ResponderExcluirTalvez por isso, gosto tanto do gênero crônicas. Em minha infância, não tínhamos muito acesso a livros, pois morava na roça em Minas Gerais, em que a escola era composta de apenas uma sala de aula e a mesma era compartilhada por outras turmas. Lembro-me de meu primeiro contato com a leitura foi um livro de histórias bíblicas, que não me recordo o título, mas as imagens e histórias permanecem até hoje. Num segundo momento, quando tinha nove anos, não conhecia nada sobre menstruação e minha mãe tinha pavor de falar sobre o assunto. Uma professora, ao saber, me deu um folheto explicativo sobre sistema reprodutor e ciclo menstrual. Nossa! Pra mim aquilo foi meu ingresso na vida adulta. Fiquei tão interessada pelo assunto que, posteriormente, no Fundamental II, era a minha matéria preferida, "corpo humano". Por isso cheguei a faculdade de Ciências Biológicas. Meu desejo era cursar medicina, mas como as condições não permitiram, achei que Ciências era a área que mais se aproximava do que eu queria. Foi bom, porque pude ter acesso a um pouquinho de cada área que compõem a vida.
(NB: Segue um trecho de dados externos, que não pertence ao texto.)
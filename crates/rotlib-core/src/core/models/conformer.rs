use nalgebra::Point3;
use thiserror::Error;

#[derive(Debug, Error, PartialEq, Eq)]
#[error("Conformer {index} has {found} atoms, expected {expected}")]
pub struct ConformerSizeError {
    pub index: usize,
    pub expected: usize,
    pub found: usize,
}

/// Externally sampled geometries of one molecule, one point per atom per frame.
///
/// Every frame is indexed by atom index, so all frames share the atom count of the first.
#[derive(Debug, Clone, Default, PartialEq)]
pub struct ConformerSet {
    atom_count: usize,
    frames: Vec<Vec<Point3<f64>>>,
}

impl ConformerSet {
    pub fn new(atom_count: usize) -> Self {
        Self {
            atom_count,
            frames: Vec::new(),
        }
    }

    pub fn from_frames(frames: Vec<Vec<Point3<f64>>>) -> Result<Self, ConformerSizeError> {
        let atom_count = frames.first().map_or(0, Vec::len);
        let mut set = Self::new(atom_count);
        for frame in frames {
            set.push(frame)?;
        }
        Ok(set)
    }

    pub fn push(&mut self, frame: Vec<Point3<f64>>) -> Result<(), ConformerSizeError> {
        if frame.len() != self.atom_count {
            return Err(ConformerSizeError {
                index: self.frames.len(),
                expected: self.atom_count,
                found: frame.len(),
            });
        }
        self.frames.push(frame);
        Ok(())
    }

    pub fn atom_count(&self) -> usize {
        self.atom_count
    }

    pub fn len(&self) -> usize {
        self.frames.len()
    }

    pub fn is_empty(&self) -> bool {
        self.frames.is_empty()
    }

    pub fn frames(&self) -> &[Vec<Point3<f64>>] {
        &self.frames
    }

    pub fn frame(&self, index: usize) -> Option<&[Point3<f64>]> {
        self.frames.get(index).map(Vec::as_slice)
    }
}
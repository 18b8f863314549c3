/// Events emitted while a build runs.
#[derive(Debug, Clone, PartialEq)]
pub enum Progress {
    PhaseStart { name: &'static str },
    PhaseFinish,

    TaskStart { total_steps: u64 },
    TaskIncrement,
    TaskFinish,

    Message(String),
}

pub type ProgressCallback<'a> = Box<dyn Fn(Progress) + Send + Sync + 'a>;

/// Forwards progress events to an optional callback.
#[derive(Default)]
pub struct ProgressReporter<'a> {
    callback: Option<ProgressCallback<'a>>,
}

impl<'a> ProgressReporter<'a> {
    pub fn new() -> Self {
        Self::default()
    }

    pub fn with_callback(callback: ProgressCallback<'a>) -> Self {
        Self {
            callback: Some(callback),
        }
    }

    #[inline]
    pub fn report(&self, event: Progress) {
        if let Some(cb) = &self.callback {
            cb(event);
        }
    }

    /// Runs `f` between a start and finish event for the named phase.
    ///
    /// The finish event is sent even when `f` returns an error.
    pub fn phase<T>(&self, name: &'static str, f: impl FnOnce() -> T) -> T {
        self.report(Progress::PhaseStart { name });
        let result = f();
        self.report(Progress::PhaseFinish);
        result
    }
}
Quem diria que um simples folheto pudesse me levar tão longe!
Meus pais nunca me incentivaram a leitura, cumpriram apenas com a obrigação de me colocar na escola, o resto era por minha conta. Éramos muito pobres e não havia dinheiro para compra de livros. O meu maior estímulo, talvez tenha sido a minha professora de primário, que nos obrigava a decorar até os pontos e vírgulas. As questões da prova tinham respostas de quatro a cinco linhas. Se faltasse uma palavra, não tinha meio certo. Tinha muita chamada oral, para cada erro era uma palmatória. Com isso desenvolvi o hábito da leitura. Sem conhecimento de mundo, pois nunca havia saído de meu povoado, viajava na imaginação quando tinha acesso a algum livro. Adorava ir dormir na casa de minha avó materna, pois ela e minha tia sempre nos reuniam no meio da sala sentada numa esteira ou a beira do fogão para contar estórias. Um dos personagens preferidos era Pedro Malazar. Não consigo recontar nenhuma, mas a experiência foi marcante.
Outra experiência marcante, é que eu era escritora e leitora de cartas. As pessoas que não sabiam ler e escrever vinha a minha procura para eu escrever ou ler cartas recebidas ou dirigidas aos seus esposos ou filhos que migravam para São Paulo a procura de trabalho. Eu mim sentia útil, adorava esse trabalho!